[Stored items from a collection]
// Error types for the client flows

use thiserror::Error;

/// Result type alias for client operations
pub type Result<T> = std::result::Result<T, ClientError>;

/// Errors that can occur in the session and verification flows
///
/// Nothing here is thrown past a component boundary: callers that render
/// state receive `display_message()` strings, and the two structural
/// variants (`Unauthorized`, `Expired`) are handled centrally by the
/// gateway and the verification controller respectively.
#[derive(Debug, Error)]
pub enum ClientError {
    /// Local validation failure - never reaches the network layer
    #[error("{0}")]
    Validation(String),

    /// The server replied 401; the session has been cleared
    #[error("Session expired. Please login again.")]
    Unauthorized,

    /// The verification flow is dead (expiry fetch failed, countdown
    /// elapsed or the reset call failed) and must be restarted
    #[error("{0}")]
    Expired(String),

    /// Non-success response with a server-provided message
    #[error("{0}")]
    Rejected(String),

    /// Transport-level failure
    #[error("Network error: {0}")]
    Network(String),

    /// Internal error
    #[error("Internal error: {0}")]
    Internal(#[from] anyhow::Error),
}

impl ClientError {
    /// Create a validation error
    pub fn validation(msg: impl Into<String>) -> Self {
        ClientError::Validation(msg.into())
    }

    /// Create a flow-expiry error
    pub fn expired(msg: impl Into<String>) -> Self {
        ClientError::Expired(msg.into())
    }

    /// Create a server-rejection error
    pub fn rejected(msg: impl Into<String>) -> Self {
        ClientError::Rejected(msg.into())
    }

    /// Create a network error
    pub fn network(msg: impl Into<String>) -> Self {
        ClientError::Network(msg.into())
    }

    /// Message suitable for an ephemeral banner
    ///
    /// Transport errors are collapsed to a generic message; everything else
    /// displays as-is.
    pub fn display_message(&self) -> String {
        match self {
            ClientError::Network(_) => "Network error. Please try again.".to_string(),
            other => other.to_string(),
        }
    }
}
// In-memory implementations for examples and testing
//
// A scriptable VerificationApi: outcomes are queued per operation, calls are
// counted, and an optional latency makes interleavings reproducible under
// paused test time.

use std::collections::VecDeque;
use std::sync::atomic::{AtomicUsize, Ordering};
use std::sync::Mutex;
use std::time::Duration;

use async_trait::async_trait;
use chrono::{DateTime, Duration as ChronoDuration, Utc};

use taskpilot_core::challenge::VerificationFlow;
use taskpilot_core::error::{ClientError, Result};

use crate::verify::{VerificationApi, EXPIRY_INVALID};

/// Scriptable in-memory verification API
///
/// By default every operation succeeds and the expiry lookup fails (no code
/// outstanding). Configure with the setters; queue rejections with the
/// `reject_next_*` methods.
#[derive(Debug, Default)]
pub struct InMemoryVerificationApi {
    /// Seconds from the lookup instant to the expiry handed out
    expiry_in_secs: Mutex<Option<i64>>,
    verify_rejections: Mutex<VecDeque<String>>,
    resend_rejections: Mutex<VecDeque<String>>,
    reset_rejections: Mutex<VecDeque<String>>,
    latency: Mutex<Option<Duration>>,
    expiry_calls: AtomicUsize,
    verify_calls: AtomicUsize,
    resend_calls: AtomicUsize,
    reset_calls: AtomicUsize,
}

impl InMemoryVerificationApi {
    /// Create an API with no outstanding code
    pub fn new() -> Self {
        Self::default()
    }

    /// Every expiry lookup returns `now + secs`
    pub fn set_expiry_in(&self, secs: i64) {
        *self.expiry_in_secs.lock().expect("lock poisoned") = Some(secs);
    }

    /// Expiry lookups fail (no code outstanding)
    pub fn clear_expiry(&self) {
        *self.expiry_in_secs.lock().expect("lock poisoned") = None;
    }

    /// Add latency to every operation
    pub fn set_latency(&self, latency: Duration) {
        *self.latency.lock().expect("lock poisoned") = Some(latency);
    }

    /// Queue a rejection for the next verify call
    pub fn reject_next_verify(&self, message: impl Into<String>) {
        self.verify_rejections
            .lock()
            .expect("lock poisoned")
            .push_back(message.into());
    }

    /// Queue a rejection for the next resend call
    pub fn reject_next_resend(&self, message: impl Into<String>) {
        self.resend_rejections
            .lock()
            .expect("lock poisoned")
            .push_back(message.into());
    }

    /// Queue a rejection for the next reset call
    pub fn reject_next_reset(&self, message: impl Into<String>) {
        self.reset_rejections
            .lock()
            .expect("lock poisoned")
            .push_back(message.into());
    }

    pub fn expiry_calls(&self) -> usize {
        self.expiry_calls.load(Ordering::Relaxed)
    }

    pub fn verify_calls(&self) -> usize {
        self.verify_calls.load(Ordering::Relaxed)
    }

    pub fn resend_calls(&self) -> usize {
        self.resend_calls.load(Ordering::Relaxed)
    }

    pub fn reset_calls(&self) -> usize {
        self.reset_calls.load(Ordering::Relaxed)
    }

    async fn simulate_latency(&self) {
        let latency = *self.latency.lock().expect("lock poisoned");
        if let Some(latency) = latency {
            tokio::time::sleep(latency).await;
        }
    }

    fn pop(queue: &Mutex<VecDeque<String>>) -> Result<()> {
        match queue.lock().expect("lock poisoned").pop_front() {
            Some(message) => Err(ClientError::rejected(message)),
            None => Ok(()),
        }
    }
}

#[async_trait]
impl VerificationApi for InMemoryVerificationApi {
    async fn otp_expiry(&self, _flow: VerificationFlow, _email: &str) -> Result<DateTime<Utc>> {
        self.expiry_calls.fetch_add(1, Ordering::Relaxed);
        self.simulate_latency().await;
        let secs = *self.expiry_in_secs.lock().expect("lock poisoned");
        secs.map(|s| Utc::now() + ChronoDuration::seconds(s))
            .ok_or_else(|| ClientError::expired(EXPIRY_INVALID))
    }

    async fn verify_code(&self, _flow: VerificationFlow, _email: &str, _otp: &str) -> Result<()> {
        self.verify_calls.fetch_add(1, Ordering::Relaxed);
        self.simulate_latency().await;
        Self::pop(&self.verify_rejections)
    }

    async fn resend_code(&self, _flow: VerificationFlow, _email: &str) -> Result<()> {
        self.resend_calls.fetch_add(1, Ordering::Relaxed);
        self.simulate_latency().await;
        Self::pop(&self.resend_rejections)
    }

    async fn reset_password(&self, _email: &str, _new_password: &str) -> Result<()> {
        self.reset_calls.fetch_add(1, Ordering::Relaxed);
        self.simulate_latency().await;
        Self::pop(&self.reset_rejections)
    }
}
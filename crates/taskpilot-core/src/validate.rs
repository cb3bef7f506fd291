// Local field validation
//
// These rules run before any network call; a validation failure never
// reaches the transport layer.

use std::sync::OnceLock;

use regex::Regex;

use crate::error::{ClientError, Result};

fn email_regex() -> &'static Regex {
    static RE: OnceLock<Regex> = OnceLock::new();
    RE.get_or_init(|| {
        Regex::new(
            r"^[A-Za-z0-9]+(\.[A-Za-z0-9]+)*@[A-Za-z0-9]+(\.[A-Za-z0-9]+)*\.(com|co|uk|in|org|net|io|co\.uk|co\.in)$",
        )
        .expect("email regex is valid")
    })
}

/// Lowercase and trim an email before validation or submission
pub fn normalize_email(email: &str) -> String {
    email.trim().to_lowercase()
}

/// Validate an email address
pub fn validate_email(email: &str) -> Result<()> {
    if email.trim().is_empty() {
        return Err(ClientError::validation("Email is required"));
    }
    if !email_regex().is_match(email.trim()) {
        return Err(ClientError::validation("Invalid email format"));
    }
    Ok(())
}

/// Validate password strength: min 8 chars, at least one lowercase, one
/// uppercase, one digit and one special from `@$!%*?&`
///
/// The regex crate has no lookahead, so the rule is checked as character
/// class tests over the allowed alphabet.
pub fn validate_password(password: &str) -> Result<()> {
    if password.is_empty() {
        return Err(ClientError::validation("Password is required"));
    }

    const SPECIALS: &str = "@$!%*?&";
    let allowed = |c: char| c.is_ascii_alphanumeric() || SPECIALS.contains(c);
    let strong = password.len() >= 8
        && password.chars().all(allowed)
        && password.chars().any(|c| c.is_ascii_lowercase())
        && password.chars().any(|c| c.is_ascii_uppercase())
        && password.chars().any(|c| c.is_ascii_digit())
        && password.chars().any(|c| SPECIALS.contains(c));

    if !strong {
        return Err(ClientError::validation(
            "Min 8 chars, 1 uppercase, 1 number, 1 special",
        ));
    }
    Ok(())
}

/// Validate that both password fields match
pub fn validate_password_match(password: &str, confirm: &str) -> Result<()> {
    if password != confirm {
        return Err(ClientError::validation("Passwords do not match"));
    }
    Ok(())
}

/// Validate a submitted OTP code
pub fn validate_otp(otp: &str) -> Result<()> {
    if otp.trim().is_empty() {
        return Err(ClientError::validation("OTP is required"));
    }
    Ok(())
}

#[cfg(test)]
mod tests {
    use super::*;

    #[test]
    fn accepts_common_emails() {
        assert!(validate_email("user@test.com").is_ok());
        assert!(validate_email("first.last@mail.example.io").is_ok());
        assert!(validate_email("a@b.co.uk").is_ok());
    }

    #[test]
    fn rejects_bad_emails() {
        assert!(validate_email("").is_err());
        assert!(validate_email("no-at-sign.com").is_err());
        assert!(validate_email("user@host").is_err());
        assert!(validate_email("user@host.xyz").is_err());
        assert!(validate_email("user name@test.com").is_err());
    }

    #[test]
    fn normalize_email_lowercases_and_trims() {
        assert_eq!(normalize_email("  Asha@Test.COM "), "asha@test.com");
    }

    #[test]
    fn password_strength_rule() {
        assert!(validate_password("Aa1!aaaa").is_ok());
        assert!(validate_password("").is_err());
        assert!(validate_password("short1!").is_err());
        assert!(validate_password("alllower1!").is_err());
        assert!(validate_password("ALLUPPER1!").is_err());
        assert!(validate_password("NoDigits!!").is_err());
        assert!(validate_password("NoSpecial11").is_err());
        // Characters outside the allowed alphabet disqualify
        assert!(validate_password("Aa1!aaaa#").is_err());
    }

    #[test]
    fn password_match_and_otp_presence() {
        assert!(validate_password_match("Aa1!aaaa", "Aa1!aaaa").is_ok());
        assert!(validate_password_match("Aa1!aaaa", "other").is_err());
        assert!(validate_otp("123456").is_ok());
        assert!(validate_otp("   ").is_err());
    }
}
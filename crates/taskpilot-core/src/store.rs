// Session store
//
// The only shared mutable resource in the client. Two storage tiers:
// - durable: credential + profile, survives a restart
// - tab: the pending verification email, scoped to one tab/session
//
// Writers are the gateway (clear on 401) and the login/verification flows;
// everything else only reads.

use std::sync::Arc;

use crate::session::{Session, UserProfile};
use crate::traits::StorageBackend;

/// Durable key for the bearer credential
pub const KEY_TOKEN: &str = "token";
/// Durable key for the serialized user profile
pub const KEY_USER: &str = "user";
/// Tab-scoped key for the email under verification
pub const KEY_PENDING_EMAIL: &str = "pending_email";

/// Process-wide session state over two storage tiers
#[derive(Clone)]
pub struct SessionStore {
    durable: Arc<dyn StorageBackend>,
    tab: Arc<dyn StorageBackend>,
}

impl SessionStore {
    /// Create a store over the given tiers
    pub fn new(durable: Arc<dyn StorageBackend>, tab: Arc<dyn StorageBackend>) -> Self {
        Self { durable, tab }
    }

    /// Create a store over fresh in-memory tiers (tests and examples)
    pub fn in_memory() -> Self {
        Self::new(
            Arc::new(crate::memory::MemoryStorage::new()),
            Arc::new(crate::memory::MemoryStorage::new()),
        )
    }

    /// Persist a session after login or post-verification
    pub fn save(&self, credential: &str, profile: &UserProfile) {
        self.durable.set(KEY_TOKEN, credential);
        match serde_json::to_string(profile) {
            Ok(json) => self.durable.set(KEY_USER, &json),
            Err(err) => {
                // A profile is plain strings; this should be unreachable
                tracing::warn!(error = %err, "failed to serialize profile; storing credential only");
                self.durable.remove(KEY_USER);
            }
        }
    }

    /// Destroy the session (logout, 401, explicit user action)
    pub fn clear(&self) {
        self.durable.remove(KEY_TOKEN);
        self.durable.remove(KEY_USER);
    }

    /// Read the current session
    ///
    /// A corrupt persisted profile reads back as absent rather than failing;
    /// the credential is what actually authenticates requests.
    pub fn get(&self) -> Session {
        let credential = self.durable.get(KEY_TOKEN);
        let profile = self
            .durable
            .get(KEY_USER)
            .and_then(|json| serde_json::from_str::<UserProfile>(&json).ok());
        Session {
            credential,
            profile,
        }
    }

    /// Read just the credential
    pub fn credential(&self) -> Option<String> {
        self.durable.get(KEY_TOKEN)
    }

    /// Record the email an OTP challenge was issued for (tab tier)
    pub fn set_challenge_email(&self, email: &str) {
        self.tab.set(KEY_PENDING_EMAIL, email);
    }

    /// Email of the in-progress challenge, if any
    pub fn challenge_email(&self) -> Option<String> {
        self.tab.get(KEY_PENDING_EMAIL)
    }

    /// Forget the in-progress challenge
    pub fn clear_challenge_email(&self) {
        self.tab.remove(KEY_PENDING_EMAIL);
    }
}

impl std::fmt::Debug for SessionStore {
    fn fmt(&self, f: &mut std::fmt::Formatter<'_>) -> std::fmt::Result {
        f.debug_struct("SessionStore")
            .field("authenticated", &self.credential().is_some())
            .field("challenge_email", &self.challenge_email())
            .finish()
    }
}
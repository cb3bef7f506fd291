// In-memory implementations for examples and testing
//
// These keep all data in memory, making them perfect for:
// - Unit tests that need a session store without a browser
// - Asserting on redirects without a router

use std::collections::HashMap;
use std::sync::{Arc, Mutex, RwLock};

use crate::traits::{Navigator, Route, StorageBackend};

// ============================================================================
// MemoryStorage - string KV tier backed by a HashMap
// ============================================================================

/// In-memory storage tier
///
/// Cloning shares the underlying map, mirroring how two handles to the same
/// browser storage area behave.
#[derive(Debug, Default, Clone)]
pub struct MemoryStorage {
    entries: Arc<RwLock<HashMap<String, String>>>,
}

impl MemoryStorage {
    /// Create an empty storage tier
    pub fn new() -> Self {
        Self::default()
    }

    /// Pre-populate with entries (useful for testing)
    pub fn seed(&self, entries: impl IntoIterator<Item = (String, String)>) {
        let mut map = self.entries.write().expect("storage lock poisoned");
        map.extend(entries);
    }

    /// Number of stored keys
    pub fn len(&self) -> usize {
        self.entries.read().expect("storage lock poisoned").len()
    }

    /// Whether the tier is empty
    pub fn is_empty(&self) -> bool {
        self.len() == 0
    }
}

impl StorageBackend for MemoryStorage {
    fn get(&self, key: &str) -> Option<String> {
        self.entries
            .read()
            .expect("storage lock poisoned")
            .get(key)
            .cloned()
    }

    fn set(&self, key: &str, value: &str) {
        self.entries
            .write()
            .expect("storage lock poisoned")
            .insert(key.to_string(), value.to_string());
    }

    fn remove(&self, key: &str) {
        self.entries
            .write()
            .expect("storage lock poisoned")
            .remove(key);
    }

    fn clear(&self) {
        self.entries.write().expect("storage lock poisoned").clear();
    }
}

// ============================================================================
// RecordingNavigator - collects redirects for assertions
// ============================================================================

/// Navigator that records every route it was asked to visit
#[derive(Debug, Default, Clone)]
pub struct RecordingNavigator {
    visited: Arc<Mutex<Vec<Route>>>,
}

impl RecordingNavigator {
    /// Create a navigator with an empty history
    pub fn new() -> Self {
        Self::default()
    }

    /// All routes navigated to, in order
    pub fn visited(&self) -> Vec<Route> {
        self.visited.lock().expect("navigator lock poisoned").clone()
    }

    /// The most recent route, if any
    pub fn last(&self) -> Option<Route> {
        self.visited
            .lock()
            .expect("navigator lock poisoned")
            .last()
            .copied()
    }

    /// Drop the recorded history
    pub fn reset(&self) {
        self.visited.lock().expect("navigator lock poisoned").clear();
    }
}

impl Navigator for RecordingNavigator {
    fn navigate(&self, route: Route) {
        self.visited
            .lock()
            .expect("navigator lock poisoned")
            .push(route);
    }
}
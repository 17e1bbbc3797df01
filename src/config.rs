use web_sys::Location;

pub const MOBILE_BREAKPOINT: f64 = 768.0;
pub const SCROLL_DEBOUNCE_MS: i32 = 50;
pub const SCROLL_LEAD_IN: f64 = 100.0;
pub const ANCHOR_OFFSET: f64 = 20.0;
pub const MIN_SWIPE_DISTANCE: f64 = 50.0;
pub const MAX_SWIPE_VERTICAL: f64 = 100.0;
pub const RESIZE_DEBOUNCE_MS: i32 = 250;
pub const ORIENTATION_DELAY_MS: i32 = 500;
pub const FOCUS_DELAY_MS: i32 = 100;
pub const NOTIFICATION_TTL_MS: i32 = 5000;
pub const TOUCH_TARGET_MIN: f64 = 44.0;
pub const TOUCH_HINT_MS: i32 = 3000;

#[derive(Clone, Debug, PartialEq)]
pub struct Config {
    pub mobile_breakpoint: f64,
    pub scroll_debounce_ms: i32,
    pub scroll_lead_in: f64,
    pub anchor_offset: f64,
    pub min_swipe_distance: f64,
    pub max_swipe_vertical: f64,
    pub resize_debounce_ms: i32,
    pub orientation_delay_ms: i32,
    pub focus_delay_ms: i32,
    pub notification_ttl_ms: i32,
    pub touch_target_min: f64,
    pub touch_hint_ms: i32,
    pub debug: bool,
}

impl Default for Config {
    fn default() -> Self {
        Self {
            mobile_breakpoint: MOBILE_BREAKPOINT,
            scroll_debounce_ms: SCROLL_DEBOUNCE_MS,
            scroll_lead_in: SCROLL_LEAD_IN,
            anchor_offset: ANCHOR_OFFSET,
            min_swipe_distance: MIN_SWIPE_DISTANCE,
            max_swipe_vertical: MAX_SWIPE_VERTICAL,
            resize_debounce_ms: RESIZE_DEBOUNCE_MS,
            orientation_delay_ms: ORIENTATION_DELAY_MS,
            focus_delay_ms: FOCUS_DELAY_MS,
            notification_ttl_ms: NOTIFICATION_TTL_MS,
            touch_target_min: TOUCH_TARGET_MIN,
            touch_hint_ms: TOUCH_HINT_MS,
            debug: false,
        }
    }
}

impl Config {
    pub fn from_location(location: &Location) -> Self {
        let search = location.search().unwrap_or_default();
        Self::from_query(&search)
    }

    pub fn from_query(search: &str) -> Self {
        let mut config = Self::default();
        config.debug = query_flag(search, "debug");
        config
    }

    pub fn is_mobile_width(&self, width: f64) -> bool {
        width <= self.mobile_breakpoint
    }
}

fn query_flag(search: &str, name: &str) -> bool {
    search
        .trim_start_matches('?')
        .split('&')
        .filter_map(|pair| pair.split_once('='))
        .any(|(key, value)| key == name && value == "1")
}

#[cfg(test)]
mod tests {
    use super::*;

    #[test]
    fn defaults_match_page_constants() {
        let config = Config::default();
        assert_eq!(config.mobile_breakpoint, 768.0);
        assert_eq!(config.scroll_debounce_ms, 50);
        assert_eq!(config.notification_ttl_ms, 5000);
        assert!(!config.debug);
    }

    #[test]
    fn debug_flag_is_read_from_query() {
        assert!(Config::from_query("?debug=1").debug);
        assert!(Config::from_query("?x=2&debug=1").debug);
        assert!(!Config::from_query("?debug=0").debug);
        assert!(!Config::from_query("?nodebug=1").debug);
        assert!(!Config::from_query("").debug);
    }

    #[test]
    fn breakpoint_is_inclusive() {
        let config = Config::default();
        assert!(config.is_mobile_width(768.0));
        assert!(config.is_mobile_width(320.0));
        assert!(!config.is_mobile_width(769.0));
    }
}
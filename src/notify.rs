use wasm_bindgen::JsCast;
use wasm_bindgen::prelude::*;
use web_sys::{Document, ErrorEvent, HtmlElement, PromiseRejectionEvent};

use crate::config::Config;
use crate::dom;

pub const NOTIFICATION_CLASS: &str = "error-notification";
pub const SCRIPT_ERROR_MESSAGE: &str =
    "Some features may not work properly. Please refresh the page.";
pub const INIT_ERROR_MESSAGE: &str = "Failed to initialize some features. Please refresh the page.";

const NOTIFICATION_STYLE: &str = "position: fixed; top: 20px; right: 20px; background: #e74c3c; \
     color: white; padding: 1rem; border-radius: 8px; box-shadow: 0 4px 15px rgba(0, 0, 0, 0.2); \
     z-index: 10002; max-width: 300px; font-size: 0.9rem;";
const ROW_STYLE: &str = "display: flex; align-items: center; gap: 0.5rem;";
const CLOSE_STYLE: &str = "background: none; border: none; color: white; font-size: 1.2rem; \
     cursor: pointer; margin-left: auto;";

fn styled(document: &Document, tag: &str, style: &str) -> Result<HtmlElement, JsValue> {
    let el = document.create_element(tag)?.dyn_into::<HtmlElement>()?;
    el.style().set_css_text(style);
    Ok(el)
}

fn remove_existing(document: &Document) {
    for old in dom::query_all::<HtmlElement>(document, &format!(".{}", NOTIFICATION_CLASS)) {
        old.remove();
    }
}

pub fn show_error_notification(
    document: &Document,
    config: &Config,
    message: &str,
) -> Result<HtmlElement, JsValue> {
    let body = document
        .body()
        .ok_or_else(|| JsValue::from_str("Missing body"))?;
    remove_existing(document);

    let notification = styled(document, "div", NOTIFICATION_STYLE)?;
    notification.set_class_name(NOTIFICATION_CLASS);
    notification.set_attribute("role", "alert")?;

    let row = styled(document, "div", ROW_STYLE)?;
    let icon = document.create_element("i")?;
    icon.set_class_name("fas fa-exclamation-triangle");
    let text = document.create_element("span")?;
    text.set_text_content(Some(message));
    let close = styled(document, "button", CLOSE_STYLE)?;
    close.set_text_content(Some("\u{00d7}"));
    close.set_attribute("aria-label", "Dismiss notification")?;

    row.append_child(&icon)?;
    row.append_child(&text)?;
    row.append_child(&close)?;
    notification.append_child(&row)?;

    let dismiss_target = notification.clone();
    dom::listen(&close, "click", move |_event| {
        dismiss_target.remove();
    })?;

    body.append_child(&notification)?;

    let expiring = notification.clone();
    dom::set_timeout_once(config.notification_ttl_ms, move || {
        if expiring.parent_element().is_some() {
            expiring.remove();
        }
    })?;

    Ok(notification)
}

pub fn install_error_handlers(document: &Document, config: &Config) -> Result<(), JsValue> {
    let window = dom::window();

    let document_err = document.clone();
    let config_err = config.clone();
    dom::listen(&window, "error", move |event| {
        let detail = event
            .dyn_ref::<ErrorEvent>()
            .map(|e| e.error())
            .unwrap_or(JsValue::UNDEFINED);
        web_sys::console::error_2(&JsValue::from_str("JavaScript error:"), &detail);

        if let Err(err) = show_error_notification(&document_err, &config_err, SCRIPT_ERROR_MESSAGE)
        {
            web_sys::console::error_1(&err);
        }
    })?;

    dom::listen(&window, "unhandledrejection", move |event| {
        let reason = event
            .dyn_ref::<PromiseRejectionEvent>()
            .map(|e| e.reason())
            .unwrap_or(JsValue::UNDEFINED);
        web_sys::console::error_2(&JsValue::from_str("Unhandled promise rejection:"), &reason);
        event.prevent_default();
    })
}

WHAT YOU WILL DO: Filter the records above for "progress" and copy every matching line.

RESULT OF THIS EXERCISE:
    /// Email of the in-progress challenge, if any
    /// Forget the in-progress challenge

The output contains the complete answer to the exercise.